When I build my vocabulary.txt (to be used for the scorer) that includes all the phrases. Should I also list the specific words as one-liners or is this only used to calculate probabilities for how word sequences look like?

Regarding sound file silence trimming my question is actually if I should bother doing the effort or if it doesn’t matter?

It really depends on your usecase / datasets, we can’t know in advance

Hard to tell as well

Have you tried just building a dedicated external scorer? Re-training for that specific purpose is a lot of work, and you might already achieve your goal this way

What is the question here? Training data should match as best as possible real-life usage

Same. If you trim silence, then your model won’t learn about silence and it might be problematic depending on your usecase

Same, you likely don’t want to normalize at training time, otherwise it means you’ll likely have to perform the same kind of preprocessing at inference

We can’t know in advance

Read the doc, this is not valid code anymore

That depends on your usecase, we document how to rebuild the scorer, so you can create yuour own.

Test evaluation is only done on the last best-dev checkpoint, I don’t get your point here, it makes no real meaning to push that in tensorboard.

Without a plot, we can’t comment on your fitting of training.

You might need to tune for it, early stop by default might not work for you. ?

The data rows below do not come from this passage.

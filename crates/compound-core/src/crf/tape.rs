//! One training step's recording of differentiable computations.
//!
//! The dense weight vector is lifted into a single `candle_core::Var`; every
//! score built from it is recorded by candle's autograd. `gradients` runs the
//! backward pass from a scalar loss and consumes the tape, so no recording
//! outlives the step that created it.

use std::collections::BTreeMap;

use candle_core::{DType, Device, Result, Tensor, Var};

/// Sparse feature row resolved to dense ids.
pub(crate) type SparseRow = Vec<(usize, f64)>;

pub(crate) struct Tape {
    weights: Var,
    len: usize,
    device: Device,
}

impl Tape {
    /// Start a recording over a snapshot of `weights`.
    pub fn record(weights: &[f64]) -> Result<Self> {
        let device = Device::Cpu;
        let tensor = Tensor::from_slice(weights, weights.len(), &device)?;
        Ok(Self {
            weights: Var::from_tensor(&tensor)?,
            len: weights.len(),
            device,
        })
    }

    pub fn constant(&self, value: f64) -> Result<Tensor> {
        Tensor::new(value, &self.device)
    }

    pub fn constants(&self, values: Vec<f64>) -> Result<Tensor> {
        let n = values.len();
        Tensor::from_vec(values, n, &self.device)
    }

    pub fn matrix(&self, values: Vec<f64>, rows: usize, cols: usize) -> Result<Tensor> {
        Tensor::from_vec(values, (rows, cols), &self.device)
    }

    /// Entries of the 1-D tensor `t` at `ids`, in that order.
    pub fn select(&self, t: &Tensor, ids: &[usize]) -> Result<Tensor> {
        let raw: Vec<u32> = ids.iter().map(|&i| i as u32).collect();
        let index = Tensor::from_vec(raw, ids.len(), &self.device)?;
        t.index_select(&index, 0)
    }

    /// The weight with dense id `id`, as a scalar.
    pub fn weight(&self, id: usize) -> Result<Tensor> {
        self.weights.as_tensor().get(id)
    }

    /// Dot product of every row with the weights, as a 1-D tensor.
    ///
    /// Only the columns touched by `rows` are gathered, so the cost is
    /// proportional to the rows' support rather than the vocabulary size.
    pub fn dot_batch(&self, rows: &[SparseRow]) -> Result<Tensor> {
        if rows.is_empty() {
            return self.constants(Vec::new());
        }
        let mut columns: BTreeMap<usize, usize> = BTreeMap::new();
        for row in rows {
            for &(id, _) in row {
                let next = columns.len();
                columns.entry(id).or_insert(next);
            }
        }
        let n = rows.len();
        let width = columns.len();
        if width == 0 {
            return Tensor::zeros(n, DType::F64, &self.device);
        }

        let mut ids = vec![0usize; width];
        for (&id, &col) in &columns {
            ids[col] = id;
        }
        let mut values = vec![0.0; n * width];
        for (r, row) in rows.iter().enumerate() {
            for &(id, value) in row {
                values[r * width + columns[&id]] += value;
            }
        }

        let local = self
            .select(self.weights.as_tensor(), &ids)?
            .reshape((width, 1))?;
        self.matrix(values, n, width)?.matmul(&local)?.reshape(n)
    }

    /// Sum of squared weights.
    pub fn squared_norm(&self) -> Result<Tensor> {
        self.weights.as_tensor().sqr()?.sum_all()
    }

    /// Backward pass from `loss`; one gradient per weight.
    pub fn gradients(self, loss: &Tensor) -> Result<Vec<f64>> {
        let grads = loss.backward()?;
        match grads.get(self.weights.as_tensor()) {
            Some(g) => g.to_vec1::<f64>(),
            None => Ok(vec![0.0; self.len]),
        }
    }
}

/// `log(sum(exp(scores)))` of a 1-D tensor, shifted by its maximum.
pub(crate) fn log_sum_exp(scores: &Tensor) -> Result<Tensor> {
    let values = scores.to_vec1::<f64>()?;
    let max = values.iter().copied().fold(f64::NEG_INFINITY, f64::max);
    if !max.is_finite() {
        return Tensor::new(max, scores.device());
    }
    scores
        .affine(1.0, -max)?
        .exp()?
        .sum_all()?
        .log()?
        .affine(1.0, max)
}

Just include all your phrases

I’m always training until early stopping (7 epochs without change, 3 epochs to reduce learning rate on plateau). Might not yield the optimal results, but I’m quite happy with it currently

You should try this before running your own trainings. You can build a prototype and improve it later on. Or test it with my project, with does exactly this;)


Thanks again for the great answers :pray:

Hi, wondering what WER to be reported? as the model returns Best, Median, and Worst WER.